Incontinência Urinária

A incontinência urinária caracteriza-se pela perda involuntária de urina, sendo que os episódios podem ocorrer de diversas formas. Esta condição torna-se um inconveniente, tanto no aspecto social quanto higiênico, visto que nos casos mais graves, esta perda pode ocorrer pela simples vontade de urinar. Embora sua probabilidade de ocorrência aumente com a idade, existem outros fatores que podem provocar o seu aparecimento, podendo afetar pessoas em diversas faixas etárias e níveis sócio-econômicos.

Muitos não falam no assunto por acharem que seja algo natural do envelhecimento, que não existe tratamento, e acabam procurando auxílio apenas quando a disfunção já se encontra em grau avançado.
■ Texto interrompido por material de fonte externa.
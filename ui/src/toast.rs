use engine::Settings;

use crate::{Widget, Window};

/// Notification shown when a fast travel point is discovered.
pub struct Toast<'a> {
    heading: &'a str,
    name: &'a str,
}

impl<'a> Toast<'a> {
    pub fn new(settings: &'a Settings, name: &'a str) -> Self {
        Toast {
            heading: &settings.toast_text,
            name,
        }
    }

    /// Draw the toast into a new window of the given width.
    pub fn window(&self, width: usize) -> Window {
        let mut ret = Window::new(width).with_height(2);
        self.render(&mut ret);
        ret
    }
}

impl Widget for Toast<'_> {
    fn render(&self, win: &mut Window) {
        win.write_center(self.heading);
        win.write_center(self.name);
    }

    fn preferred_height(&self, _width: usize) -> Option<usize> {
        Some(2)
    }
}
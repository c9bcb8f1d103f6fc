use glam::{I64Vec2, IVec2};
use util::{mul_div_round, VecExt};

use crate::{Facing, TerrainRegionLookup};

/// Cone slope used when the caller doesn't specify one, a 45 degree half
/// angle.
pub const DEFAULT_SLOPE: f64 = 1.0;

/// Offset from `a` to `b`, wide enough for any pair of cells.
fn delta(a: IVec2, b: IVec2) -> I64Vec2 {
    b.as_i64vec2() - a.as_i64vec2()
}

/// Map distance between two cells, Euclidean distance rounded down.
pub fn distance(a: IVec2, b: IVec2) -> i32 {
    delta(a, b).floor_len()
}

pub fn in_range(a: IVec2, b: IVec2, range: i32) -> bool {
    distance(a, b) <= range
}

/// Return whether `target` is inside the view cone of a viewer at `origin`
/// facing the direction with engine code `facing`.
///
/// The target must be strictly in front of the viewer and the sideways
/// offset must not exceed `slope` times the forward offset. Unknown facing
/// codes see nothing.
pub fn in_cone(origin: IVec2, facing: i32, target: IVec2, slope: f64) -> bool {
    let Some(facing) = Facing::from_code(facing) else {
        return false;
    };

    let d = delta(origin, target);
    let dir = facing.to_vec().as_i64vec2();
    let forward = d.dot(dir);
    let side = d.dot(dir.perp());

    forward > 0 && (side.abs() as f64) <= slope * forward as f64
}

/// Cells sampled along the straight line from `a` to `b`, both ends
/// included.
///
/// The line is split into `max(|dx|, |dy|)` equal steps and every sample is
/// rounded to the nearest cell, halfway points away from zero.
pub fn sight_line(a: IVec2, b: IVec2) -> impl Iterator<Item = IVec2> {
    let d = delta(a, b);
    let steps = d.x.abs().max(d.y.abs());
    let a64 = a.as_i64vec2();

    (0..=steps).map(move |i| {
        if steps == 0 {
            a
        } else {
            let step = I64Vec2::new(
                mul_div_round(i, d.x, steps),
                mul_div_round(i, d.y, steps),
            );
            (a64 + step).as_ivec2()
        }
    })
}

/// Return whether every cell on the line from `a` to `b` is in the same
/// region as `a`.
pub fn has_line_of_sight(
    regions: &(impl TerrainRegionLookup + ?Sized),
    a: IVec2,
    b: IVec2,
) -> bool {
    let home = regions.region_id(a);
    sight_line(a, b).all(|p| regions.region_id(p) == home)
}

/// Full sight check: range, view cone and line of sight must all pass.
pub fn in_sight(
    regions: &(impl TerrainRegionLookup + ?Sized),
    origin: IVec2,
    facing: i32,
    target: IVec2,
    range: i32,
    slope: f64,
) -> bool {
    in_range(origin, target, range)
        && in_cone(origin, facing, target, slope)
        && has_line_of_sight(regions, origin, target)
}

#[cfg(test)]
mod test {
    use glam::ivec2;
    use quickcheck_macros::quickcheck;

    use super::*;
    use crate::RegionMap;

    fn uniform(_: IVec2) -> i32 {
        0
    }

    #[test]
    fn distances() {
        assert_eq!(distance(ivec2(0, 0), ivec2(3, 4)), 5);
        assert_eq!(distance(ivec2(0, 0), ivec2(1, 1)), 1);
        assert_eq!(distance(ivec2(2, 7), ivec2(2, 7)), 0);
        assert_eq!(distance(ivec2(0, 0), ivec2(2, 2)), 2);
        assert_eq!(distance(ivec2(10, 3), ivec2(4, 3)), 6);
    }

    #[quickcheck]
    fn distance_is_symmetric(a: (i16, i16), b: (i16, i16)) -> bool {
        let (a, b) = (ivec2(a.0 as i32, a.1 as i32), ivec2(b.0 as i32, b.1 as i32));
        distance(a, b) == distance(b, a) && (distance(a, b) == 0) == (a == b)
    }

    #[quickcheck]
    fn range_matches_distance(a: (i8, i8), b: (i8, i8)) -> bool {
        let (a, b) = (ivec2(a.0 as i32, a.1 as i32), ivec2(b.0 as i32, b.1 as i32));
        let d = distance(a, b);
        [0, d - 1, d, d + 1]
            .into_iter()
            .all(|range| in_range(a, b, range) == (d <= range))
    }

    #[test]
    fn cones() {
        let o = ivec2(5, 5);
        let down = Facing::Down.code();

        assert!(in_cone(o, down, ivec2(5, 8), 1.0));
        assert!(in_cone(o, down, ivec2(8, 8), 1.0));
        assert!(!in_cone(o, down, ivec2(9, 8), 1.0));
        assert!(!in_cone(o, down, ivec2(8, 5), 1.0));
        assert!(!in_cone(o, down, ivec2(5, 2), 1.0));
        assert!(!in_cone(o, down, o, 1.0));

        // Narrower cone.
        assert!(!in_cone(o, down, ivec2(7, 8), 0.5));
        assert!(in_cone(o, down, ivec2(6, 8), 0.5));

        assert!(in_cone(o, Facing::Up.code(), ivec2(4, 1), 1.0));
        assert!(in_cone(o, Facing::Left.code(), ivec2(1, 7), 1.0));
        assert!(!in_cone(o, Facing::Left.code(), ivec2(9, 5), 1.0));
        assert!(in_cone(o, Facing::Right.code(), ivec2(9, 5), 1.0));

        // Unknown facings fail closed.
        assert!(!in_cone(o, 0, ivec2(5, 8), 1.0));
        assert!(!in_cone(o, 5, ivec2(5, 8), 100.0));
    }

    #[test]
    fn lines() {
        let line = |a: [i32; 2], b: [i32; 2]| -> Vec<[i32; 2]> {
            sight_line(a.into(), b.into()).map(|p| p.to_array()).collect()
        };

        assert_eq!(line([3, 3], [3, 3]), vec![[3, 3]]);
        assert_eq!(line([5, 5], [5, 8]), vec![[5, 5], [5, 6], [5, 7], [5, 8]]);
        assert_eq!(line([0, 0], [4, 2]), vec![
            [0, 0],
            [1, 1],
            [2, 1],
            [3, 2],
            [4, 2]
        ]);
        assert_eq!(line([0, 0], [-4, -2]), vec![
            [0, 0],
            [-1, -1],
            [-2, -1],
            [-3, -2],
            [-4, -2]
        ]);
    }

    #[test]
    fn far_apart_cells() {
        let line: Vec<IVec2> =
            sight_line(ivec2(0, 0), ivec2(60_000, -7)).collect();
        assert_eq!(line.len(), 60_001);
        assert_eq!(line[30_000], ivec2(30_000, -4));
        assert_eq!(line.last(), Some(&ivec2(60_000, -7)));

        let (o, right) = (ivec2(0, 0), Facing::Right.code());
        let far = ivec2(50_000, 0);
        assert!(in_sight(&uniform, o, right, far, 100_000, 1.0));
        assert!(!in_sight(&uniform, o, right, far, 49_999, 1.0));

        let (lo, hi) = (ivec2(i32::MIN, i32::MIN), ivec2(i32::MAX, i32::MAX));
        assert_eq!(distance(lo, hi), i32::MAX);
        assert!(!in_range(lo, hi, i32::MAX - 1));
        assert!(in_cone(lo, right, hi, 1.0));
        assert!(!in_cone(hi, right, lo, 1.0));
    }

    #[test]
    fn sight_through_regions() {
        let a = ivec2(5, 5);
        let b = ivec2(5, 8);
        let down = Facing::Down.code();

        assert!(in_sight(&uniform, a, down, b, 5, 1.0));

        // Out of range.
        assert!(!in_sight(&uniform, a, down, b, 2, 1.0));

        // Wall tag between the two.
        let mut walled = RegionMap::default();
        walled.set(ivec2(5, 7), 3);
        assert!(!in_sight(&walled, a, down, b, 5, 1.0));

        // Outside the view cone.
        assert!(!in_sight(&uniform, a, down, ivec2(8, 5), 5, 1.0));
        assert!(!in_sight(&walled, a, down, ivec2(8, 5), 5, 1.0));
    }

    #[test]
    fn viewer_region_is_the_reference() {
        // Viewer stands in region 1 and sees along region 1 cells only.
        let map = RegionMap::from_text(
            "
            ..........
            .11111....
            .111112...
            ..........",
        );
        let right = Facing::Right.code();

        assert!(in_sight(&map, ivec2(1, 1), right, ivec2(5, 1), 8, 1.0));
        assert!(!in_sight(&map, ivec2(1, 1), right, ivec2(6, 1), 8, 1.0));
        assert!(!in_sight(&map, ivec2(1, 2), right, ivec2(6, 2), 8, 1.0));
        // Region 0 viewer looking into region 1.
        assert!(!in_sight(&map, ivec2(0, 1), right, ivec2(3, 1), 8, 1.0));
    }
}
Aproximadamente entre 15% e 30% da população acima de 60 anos apresenta algum grau de incontinência, sendo que nas mulheres a incidência é duas vezes maior que nos homens. A incidência da incontinência urinária na mulher aumenta com a idade, atingindo 25% após a menopausa.

Pessoas que sofrem desse distúrbio, especialmente se forem idosas, apresentam também problemas psicossociais, como a perda da autoestima, isolamento social e o constrangimento. Portanto, a incontinência urinária traz ao indivíduo importantes repercussões físicas, emocionais, econômicas, sexuais e sociais.

Os fatores de risco mais importantes para o desenvolvimento da incontinência urinária são os partos vaginais, cirurgias pélvicas extensas e outros traumas na região pélvica, assim como o avanço da idade, obesidade, menopausa, prolapsos, sedentarismo e tabagismo.

Apesar da incontinência urinária se apresentar na maioria das vezes em mulheres, ela também pode acometer os homens, principalmente após a cirurgia de próstata (prostatectomia) ou radioterapia.

O diagnóstico de incontinência urinária é essencialmente clínico, baseado numa história bem colhida, embora possa ser confirmado por meios auxiliares de diagnóstico (teste e exames, como o Estudo Urodinâmico).

Os sintomas predominantes e os que mais incomodam são que determinam a estratégia terapêutica. Portanto, o tratamento vai depender do tipo e das causas da incontinência urinária, podendo ser cirúrgico ou conservador.

 

Tipos de Incontinência Urinária


Incontinência Urinária de Esforço: Perda involuntária de urina ao esforço (ex: atividades esportivas, carregar peso), ao rir, espirrar ou tossir. É o tipo mais comum de IU.

Incontinência Urinária de Urgência: Perda involuntária de urina associada à urgência (desejo súbito, repentino e urgente de urinar, que é difícil de adiar). A urgência surge frequentemente associada a gestos simples do dia-a-dia, como por exemplo: lavar a louça/roupa, tomar banho ou a introdução da chave na porta ao chegar a casa, e pode ser agravada pelo consumo excessivo de café, chá, álcool e frutas ácidas (apesar de poder ser provocada também por causas neurológicas). É uma das formas de apresentação da Síndrome da Bexiga Hiperativa, que caracteriza-se por uma urgência (uma vontade forte e inadiável de urinar), com ou sem incontinência urinária, geralmente associada à polaciúria (aumento do número de micções diárias) e a noctúria (aumento do número de micções noturnas).

Incontinência Urinária Mista: Perda involuntária de urina associada a combinação dos dois tipos de incontinência citadas acima (urgência e também ao esforço, ao rir, tossir ou espirrar).

Incontinência por transbordamento: ocorre quando a bexiga fica tão cheia que chega a transbordar. Pode ser causada pelo enfraquecimento do músculo da bexiga ou pela obstrução à saída de urina.